In 1970, journalist Tom Wolfe coined the term “radical chic” to mock New York’s upper-class obsession with the Black Panthers. The group was militant, and its fans were posh. Elite liberals wanted to support the black power cause in a way that fit their own image, in a way that was fashionable. Thus began radical chic.
Wolfe meant to use “radical chic” as a disparaging term, to lampoon white liberals like composer Leonard Bernstein, who threw an oddly bourgeois party for members of the Black Panthers in New York’s Upper East Side.
Now some people want to reclaim the phrase, and one historian found its path to redemption in the brutal revolutionary Fidel Castro.

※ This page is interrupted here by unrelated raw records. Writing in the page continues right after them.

use std::{pin::Pin, time::Duration};

use async_trait::async_trait;
use bytes::Bytes;
use futures::Stream;
use url::Url;

use crate::{
    error::NetError,
    timeout::TimeoutNet,
    types::Headers,
};

pub type ByteStream = Pin<Box<dyn Stream<Item = Result<Bytes, NetError>> + Send>>;

/// A successful response whose body has not been read yet.
pub struct ResponseBody {
    /// Declared `Content-Length`, if the server sent one.
    pub content_length: Option<u64>,
    pub stream: ByteStream,
}

impl std::fmt::Debug for ResponseBody {
    fn fmt(&self, f: &mut std::fmt::Formatter<'_>) -> std::fmt::Result {
        f.debug_struct("ResponseBody")
            .field("content_length", &self.content_length)
            .finish_non_exhaustive()
    }
}

#[async_trait]
pub trait Net: Send + Sync {
    /// Open a streamed GET. Non-success statuses are reported as [`NetError::HttpStatus`].
    async fn stream(&self, url: Url, headers: Option<Headers>) -> Result<ResponseBody, NetError>;
}

pub trait NetExt: Net + Sized {
    /// Add timeout layer
    fn with_timeout(self, timeout: Duration) -> TimeoutNet<Self> {
        TimeoutNet::new(self, timeout)
    }
}

impl<T: Net> NetExt for T {}
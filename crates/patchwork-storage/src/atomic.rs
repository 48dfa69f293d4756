#![forbid(unsafe_code)]

use std::{io::Write, path::Path};

use crate::{StorageError, StorageResult};

/// Replace `path` with `data` so readers observe either the old or the new
/// contents, never a torn write.
///
/// The temp file lives in the target's parent directory (same filesystem,
/// so the final rename is atomic).
pub fn write_atomic(path: &Path, data: &[u8]) -> StorageResult<()> {
    let parent = path
        .parent()
        .ok_or_else(|| StorageError::Failed("atomic write: no parent dir".to_string()))?;
    std::fs::create_dir_all(parent)?;

    let mut tmp = tempfile::NamedTempFile::new_in(parent)
        .map_err(|e| StorageError::Failed(format!("atomic write tmpfile: {e}")))?;
    tmp.write_all(data)?;
    tmp.as_file().sync_all()?;

    // `persist()` renames over the target and disarms the auto-delete on drop.
    tmp.persist(path)
        .map_err(|e| StorageError::Failed(format!("atomic rename: {e}")))?;
    Ok(())
}

#[cfg(test)]
mod tests {
    use super::*;

    #[test]
    fn writes_and_replaces() {
        let dir = tempfile::tempdir().unwrap();
        let path = dir.path().join("nested/state.json");

        write_atomic(&path, b"first").unwrap();
        assert_eq!(std::fs::read(&path).unwrap(), b"first");

        write_atomic(&path, b"second, longer").unwrap();
        assert_eq!(std::fs::read(&path).unwrap(), b"second, longer");
    }

    #[test]
    fn leaves_no_temp_files_behind() {
        let dir = tempfile::tempdir().unwrap();
        let path = dir.path().join("state.json");
        write_atomic(&path, b"{}").unwrap();

        let names: Vec<_> = std::fs::read_dir(dir.path())
            .unwrap()
            .map(|e| e.unwrap().file_name())
            .collect();
        assert_eq!(names, vec![std::ffi::OsString::from("state.json")]);
    }
}
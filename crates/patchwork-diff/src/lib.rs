#![forbid(unsafe_code)]

//! Contents of a diff-type update package.
//!
//! A patch artifact carries two reserved entries: the reconciliation
//! manifest ([`MANIFEST_ENTRY`]) and the binary diff of the executable
//! bundle ([`BUNDLE_PATCH_ENTRY`]). Everything else in the artifact is a
//! literal file of the new version.

mod error;
mod manifest;
mod patch;

pub use error::{DiffError, DiffResult};
pub use manifest::DiffManifest;
pub use patch::{BinaryPatcher, CopyInsertPatcher};

/// Archive entry holding the [`DiffManifest`] document.
pub const MANIFEST_ENTRY: &str = "__diff.json";

/// Archive entry holding the binary diff of the executable bundle.
pub const BUNDLE_PATCH_ENTRY: &str = "index.bundlejs.patch";

/// `true` for entries that must never be extracted literally.
#[must_use]
pub fn is_reserved_entry(name: &str) -> bool {
    name == MANIFEST_ENTRY || name == BUNDLE_PATCH_ENTRY
}
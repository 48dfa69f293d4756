#![forbid(unsafe_code)]

use patchwork_storage::StorageError;
use thiserror::Error;

pub type ArchiveResult<T> = Result<T, ArchiveError>;

#[derive(Debug, Error)]
pub enum ArchiveError {
    #[error("io error: {0}")]
    Io(#[from] std::io::Error),

    #[error("invalid archive: {0}")]
    Zip(#[from] zip::result::ZipError),

    /// An entry would be written outside of the destination root.
    #[error("archive entry escapes destination: {entry}")]
    PathTraversal { entry: String },

    #[error("storage error: {0}")]
    Storage(StorageError),
}

impl ArchiveError {
    #[must_use]
    pub fn is_path_traversal(&self) -> bool {
        matches!(self, Self::PathTraversal { .. })
    }

    pub(crate) fn from_storage(entry: &str, e: StorageError) -> Self {
        match e {
            StorageError::PathTraversal { .. } => Self::PathTraversal {
                entry: entry.to_string(),
            },
            StorageError::Io(io) => Self::Io(io),
            other => Self::Storage(other),
        }
    }
}
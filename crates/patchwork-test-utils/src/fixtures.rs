//! Common rstest fixtures.

use rstest::fixture;
use tempfile::TempDir;

/// Fresh temporary directory, removed on drop.
#[fixture]
pub fn temp_dir() -> TempDir {
    TempDir::new().expect("create temp dir")
}

/// Install a `fmt` subscriber honoring `RUST_LOG`; safe to call repeatedly.
pub fn init_tracing() {
    let _ = tracing_subscriber::fmt()
        .with_env_filter(
            tracing_subscriber::EnvFilter::try_from_default_env()
                .unwrap_or_else(|_| tracing_subscriber::EnvFilter::new("warn")),
        )
        .with_test_writer()
        .try_init();
}
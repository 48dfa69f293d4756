#![forbid(unsafe_code)]

use tokio::sync::broadcast;

use crate::Event;

/// Unified event bus for the update engine.
///
/// All components receive a cloned `EventBus` and publish events directly.
/// Subscribers receive all events from all components.
///
/// `publish()` is a sync call; works from both async tasks and blocking threads.
/// If there are no subscribers, events are silently dropped.
#[derive(Clone, Debug)]
pub struct EventBus {
    tx: broadcast::Sender<Event>,
}

impl EventBus {
    /// Create a new event bus with the given channel capacity.
    #[must_use]
    pub fn new(capacity: usize) -> Self {
        let (tx, _) = broadcast::channel(capacity.max(1));
        Self { tx }
    }

    /// Publish an event to all subscribers.
    ///
    /// Accepts any type that converts `Into<Event>`, so sub-enum values can be
    /// passed directly: `bus.publish(TaskEvent::Started { .. })`.
    pub fn publish<E: Into<Event>>(&self, event: E) {
        let _ = self.tx.send(event.into());
    }

    /// Subscribe to all future events.
    ///
    /// Each subscriber gets an independent receiver. Slow subscribers
    /// receive `RecvError::Lagged(n)` instead of blocking producers.
    #[must_use]
    pub fn subscribe(&self) -> broadcast::Receiver<Event> {
        self.tx.subscribe()
    }
}

impl Default for EventBus {
    fn default() -> Self {
        Self::new(64)
    }
}
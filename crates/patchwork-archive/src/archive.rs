#![forbid(unsafe_code)]

use std::{
    fs::{self, File},
    io::{self, Read, Seek},
    path::Path,
};

use patchwork_storage::{prepare_target, sanitize_rel};
use tracing::{debug, trace};
use zip::{ZipArchive, read::ZipFile, result::ZipError};

use crate::{ArchiveError, ArchiveResult};

/// Files and directories written by [`PackageArchive::extract_all`].
#[derive(Debug, Default, Clone, PartialEq, Eq)]
pub struct ExtractReport {
    /// Normalized relative names of extracted files, in archive order.
    pub files: Vec<String>,
    /// Entries the caller asked to leave in the archive.
    pub skipped: Vec<String>,
    pub bytes: u64,
}

/// A zip archive opened for reading.
pub struct PackageArchive<R> {
    inner: ZipArchive<R>,
    label: String,
}

impl PackageArchive<File> {
    /// Open the archive at `path`.
    pub fn open(path: &Path) -> ArchiveResult<Self> {
        let file = File::open(path)?;
        Self::from_reader(file, path.display().to_string())
    }
}

impl<R: Read + Seek> PackageArchive<R> {
    pub fn from_reader(reader: R, label: impl Into<String>) -> ArchiveResult<Self> {
        Ok(Self {
            inner: ZipArchive::new(reader)?,
            label: label.into(),
        })
    }

    /// Human-readable origin of this archive (usually its path).
    #[must_use]
    pub fn label(&self) -> &str {
        &self.label
    }

    #[must_use]
    pub fn len(&self) -> usize {
        self.inner.len()
    }

    #[must_use]
    pub fn is_empty(&self) -> bool {
        self.inner.len() == 0
    }

    /// Raw entry names in central-directory order, directories included.
    pub fn entry_names(&mut self) -> ArchiveResult<Vec<String>> {
        (0..self.inner.len())
            .map(|i| Ok(self.inner.by_index(i)?.name().to_string()))
            .collect()
    }

    /// Read a whole entry into memory. `Ok(None)` when the entry is absent.
    pub fn read_entry(&mut self, name: &str) -> ArchiveResult<Option<Vec<u8>>> {
        let mut entry = match self.inner.by_name(name) {
            Ok(e) => e,
            Err(ZipError::FileNotFound) => return Ok(None),
            Err(e) => return Err(e.into()),
        };
        let mut buf = Vec::with_capacity(usize::try_from(entry.size()).unwrap_or(0));
        entry.read_to_end(&mut buf)?;
        Ok(Some(buf))
    }

    /// Stream entry `index` to exactly `dest`, replacing any existing file.
    ///
    /// The caller owns containment of `dest`.
    pub fn extract_index_to_file(&mut self, index: usize, dest: &Path) -> ArchiveResult<u64> {
        let entry = self.inner.by_index(index)?;
        copy_entry(entry, dest, &self.label)
    }

    /// Stream the entry `name` to exactly `dest`. `Ok(None)` when absent.
    pub fn extract_entry_to_file(&mut self, name: &str, dest: &Path) -> ArchiveResult<Option<u64>> {
        match self.inner.by_name(name) {
            Ok(entry) => copy_entry(entry, dest, &self.label).map(Some),
            Err(ZipError::FileNotFound) => Ok(None),
            Err(e) => Err(e.into()),
        }
    }

    /// Extract every entry under `dest`, except those for which `skip`
    /// returns `true`.
    ///
    /// All entry names are validated before anything is written; any name
    /// that could leave `dest` fails the whole extraction with
    /// [`ArchiveError::PathTraversal`]. Each write target is re-checked
    /// against the canonical root, so escapes via symlinked directories are
    /// rejected too.
    pub fn extract_all<F>(&mut self, dest: &Path, skip: F) -> ArchiveResult<ExtractReport>
    where
        F: Fn(&str) -> bool,
    {
        fs::create_dir_all(dest)?;
        let plan = self.plan(dest)?;

        let mut report = ExtractReport::default();
        for (index, rel, is_dir) in plan {
            if skip(&rel) {
                debug!(archive = %self.label, entry = %rel, "entry left in archive");
                report.skipped.push(rel);
                continue;
            }
            let target =
                prepare_target(dest, &rel).map_err(|e| ArchiveError::from_storage(&rel, e))?;
            if is_dir {
                fs::create_dir_all(&target)?;
                continue;
            }
            report.bytes += self.extract_index_to_file(index, &target)?;
            report.files.push(rel);
        }
        debug!(
            archive = %self.label,
            dest = %dest.display(),
            files = report.files.len(),
            bytes = report.bytes,
            "archive extracted"
        );
        Ok(report)
    }

    /// Validate every entry name and return `(index, normalized name, is_dir)`.
    fn plan(&mut self, dest: &Path) -> ArchiveResult<Vec<(usize, String, bool)>> {
        let mut plan = Vec::with_capacity(self.inner.len());
        for index in 0..self.inner.len() {
            let entry = self.inner.by_index_raw(index)?;
            let raw = entry.name().to_string();
            // `enclosed_name` also rejects NUL bytes and drive prefixes.
            let rel = match (entry.enclosed_name(), sanitize_rel(&raw)) {
                (Some(_), Ok(rel)) => rel,
                _ => {
                    debug!(archive = %self.label, dest = %dest.display(), entry = %raw, "rejecting entry");
                    return Err(ArchiveError::PathTraversal { entry: raw });
                }
            };
            plan.push((index, rel, entry.is_dir()));
        }
        Ok(plan)
    }
}

fn copy_entry(mut entry: ZipFile<'_>, dest: &Path, label: &str) -> ArchiveResult<u64> {
    if let Some(parent) = dest.parent() {
        fs::create_dir_all(parent)?;
    }
    let mut out = File::create(dest)?;
    let written = io::copy(&mut entry, &mut out)?;
    trace!(archive = %label, entry = entry.name(), bytes = written, "entry extracted");
    Ok(written)
}
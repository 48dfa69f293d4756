#![forbid(unsafe_code)]

//! Unified event bus for the update engine.

mod bus;
mod download;
mod event;
mod task;

pub use bus::EventBus;
pub use download::{DownloadEvent, percent_of};
pub use event::Event;
pub use task::TaskEvent;
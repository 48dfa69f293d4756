#![forbid(unsafe_code)]

use std::{collections::HashSet, path::Path};

use patchwork_diff::DiffManifest;
use patchwork_storage::{copy_file, prepare_target};
use tracing::{debug, info, warn};

use crate::{ResolveError, ResolveReport, ResolveResult, ResourceIndex, density_variants};

/// Materialize manifest copies from the host package archives into `out_dir`.
///
/// Destinations listed in `satisfied` (entries the patch shipped literally,
/// the patched bundle) are left alone. Each remaining source is extracted
/// once; further destinations of the same source are copied from the first.
pub fn resolve_from_host(
    manifest: &DiffManifest,
    index: &mut ResourceIndex,
    out_dir: &Path,
    satisfied: &HashSet<String>,
) -> ResolveResult<ResolveReport> {
    let mut report = ResolveReport::default();

    for (source, dests) in manifest.destinations_by_source() {
        let dests: Vec<&str> = dests
            .into_iter()
            .filter(|d| !satisfied.contains(*d))
            .collect();
        let Some(&first_dest) = dests.first() else {
            continue;
        };

        let Some(actual) = locate(manifest, index, source, first_dest) else {
            warn!(source, dest = first_dest, "resource not found in host package, skipping");
            report.skipped.extend(dests.iter().map(|d| (*d).to_string()));
            continue;
        };
        if actual != source {
            debug!(source, fallback = %actual, "density fallback");
            report.fallbacks.push((source.to_string(), actual.clone()));
        }

        let mut written: Option<std::path::PathBuf> = None;
        for dest in dests {
            let result = prepare_target(out_dir, dest)
                .map_err(ResolveError::from)
                .and_then(|target| {
                    match &written {
                        Some(first) => copy_file(first, &target).map_err(ResolveError::from),
                        None => index.extract(&actual, &target).map(|_| 0),
                    }
                    .map(|_| target)
                });
            match result {
                Ok(target) => {
                    written.get_or_insert(target);
                    report.materialized.push(dest.to_string());
                }
                Err(e) if e.is_fatal() => return Err(e),
                Err(e) => {
                    warn!(source = %actual, dest, error = %e, "resource copy failed");
                    report.failed.push(dest.to_string());
                }
            }
        }
    }

    info!(
        materialized = report.materialized.len(),
        fallbacks = report.fallbacks.len(),
        skipped = report.skipped.len(),
        failed = report.failed.len(),
        "host resources resolved"
    );
    Ok(report)
}

/// Source entry to use for `source`, or `None` when nothing usable exists.
///
/// Tried in order: the literal source; density variants of `dest` that are
/// themselves manifest destinations with an indexed source; density variants
/// of `source` that are manifest sources present in the index.
fn locate(
    manifest: &DiffManifest,
    index: &ResourceIndex,
    source: &str,
    dest: &str,
) -> Option<String> {
    if index.contains(source) {
        return Some(source.to_string());
    }
    let by_dest = density_variants(dest).into_iter().find_map(|candidate| {
        manifest
            .source_for(&candidate)
            .filter(|s| index.contains(s))
            .map(str::to_string)
    });
    if by_dest.is_some() {
        return by_dest;
    }
    density_variants(source)
        .into_iter()
        .find(|candidate| manifest.is_source(candidate) && index.contains(candidate))
}
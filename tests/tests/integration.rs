//! All integration tests for patchwork
#![expect(
    clippy::unwrap_used,
    reason = "integration test crate: unwraps are acceptable in test code"
)]

mod common;
mod patchwork_properties;
mod patchwork_scenarios;
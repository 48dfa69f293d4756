#![forbid(unsafe_code)]

use std::{
    collections::HashMap,
    fs::File,
    path::{Path, PathBuf},
};

use patchwork_archive::PackageArchive;
use tracing::{debug, warn};

use crate::ResolveResult;

/// Entry name → owning archive, built from one scan over the host package
/// and its split archives.
///
/// The first archive scanned wins when names collide. All archive handles
/// are held for the lifetime of the index and released when it is dropped.
pub struct ResourceIndex {
    archives: Vec<PackageArchive<File>>,
    entries: HashMap<String, (usize, usize)>,
}

impl ResourceIndex {
    /// Scan `primary` and then every split archive, in order.
    ///
    /// The primary package must open. A split archive that cannot be read
    /// is logged and left out of the index.
    pub fn scan(primary: &Path, splits: &[PathBuf]) -> ResolveResult<Self> {
        let mut index = Self {
            archives: Vec::with_capacity(1 + splits.len()),
            entries: HashMap::new(),
        };
        index.add(PackageArchive::open(primary)?)?;
        for split in splits {
            match PackageArchive::open(split) {
                Ok(archive) => index.add(archive)?,
                Err(e) => warn!(archive = %split.display(), error = %e, "split archive skipped"),
            }
        }
        debug!(
            archives = index.archives.len(),
            entries = index.entries.len(),
            "resource index built"
        );
        Ok(index)
    }

    fn add(&mut self, mut archive: PackageArchive<File>) -> ResolveResult<()> {
        let slot = self.archives.len();
        for (entry, name) in archive.entry_names()?.into_iter().enumerate() {
            if name.ends_with('/') {
                continue;
            }
            self.entries.entry(name).or_insert((slot, entry));
        }
        self.archives.push(archive);
        Ok(())
    }

    #[must_use]
    pub fn contains(&self, name: &str) -> bool {
        self.entries.contains_key(name)
    }

    #[must_use]
    pub fn len(&self) -> usize {
        self.entries.len()
    }

    #[must_use]
    pub fn is_empty(&self) -> bool {
        self.entries.is_empty()
    }

    /// Label of the archive that owns `name`.
    #[must_use]
    pub fn owner(&self, name: &str) -> Option<&str> {
        let &(slot, _) = self.entries.get(name)?;
        self.archives.get(slot).map(PackageArchive::label)
    }

    /// Stream entry `name` to `dest`. `Ok(None)` when the index has no such entry.
    pub fn extract(&mut self, name: &str, dest: &Path) -> ResolveResult<Option<u64>> {
        let Some(&(slot, entry)) = self.entries.get(name) else {
            return Ok(None);
        };
        let Some(archive) = self.archives.get_mut(slot) else {
            return Ok(None);
        };
        Ok(Some(archive.extract_index_to_file(entry, dest)?))
    }
}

Last week, the New York Times credited Castro with the genesis of radical chic, calling the Cuban communist “a young celebrity” who descended on New York City in 1959 “like Sinatra headlining in Vegas.” Historian Tony Perrottet wrote that “it was a milestone in the history of fashion.”
Citing fashion historian Sonya Abrego, Perrottet argued that “radical chic” was developed years before Wolfe named it. The movement began with Castro, and the Black Panthers borrowed its style from the Cubans. But radical chic, the historians argue, isn’t a pejorative.
“‘Radical chic’ is a term that seems so 20th century,” Abrego said. “It was once very negative, referring to a style that developed organically, but has been appropriated as a fashionable look without any further political commentary or personal risk.”
A German professor of art studies, Johan Frederik Hartle, made a similar claim in a quarterly cultural journal. In “Radical Chic? Yes We Are!” he argued that the term is inoffensive because politics should be paired with aesthetics. Hartle quoted literary theorist Kenneth Burke: “Even the most practical revolutionaries will be found to have manifested their ideas in the aesthetic sphere.”
Sure, Fidel Castro and the Black Panthers are allowed to pair fashion with politics. But that doesn’t make their ideas any better. Castro may have worn fun hats and an unruly beard, but he also ruthlessly shot and imprisoned his political opposition and held his once-prosperous country back so that today it is decades behind its neighbors. It should horrify the radical chic-sters that he imprisoned and shot thousands of LGBT people, while heading up a repressive regime that still exports its brand of oppression to Venezuela to this day.
The Black Panthers copied the Cubans’ berets and popularized the Afro and the black leather jacket in a way that celebrities such as Beyoncé still copy today. The trend-setting group, which some characterize as more violent in spirit than in action, was nevertheless characterized by police-aimed and intraparty violence.
Why would people in the 21st century want to celebrate the aesthetics of an anti-progressive leader and a militant group that copied his style? Probably for the same failing Wolfe called out in “Radical Chic: That Party at Lenny’s.”
“Radical Chic, after all, is only radical in style,” Wolfe wrote. “In its heart, it is part of Society and its traditions.”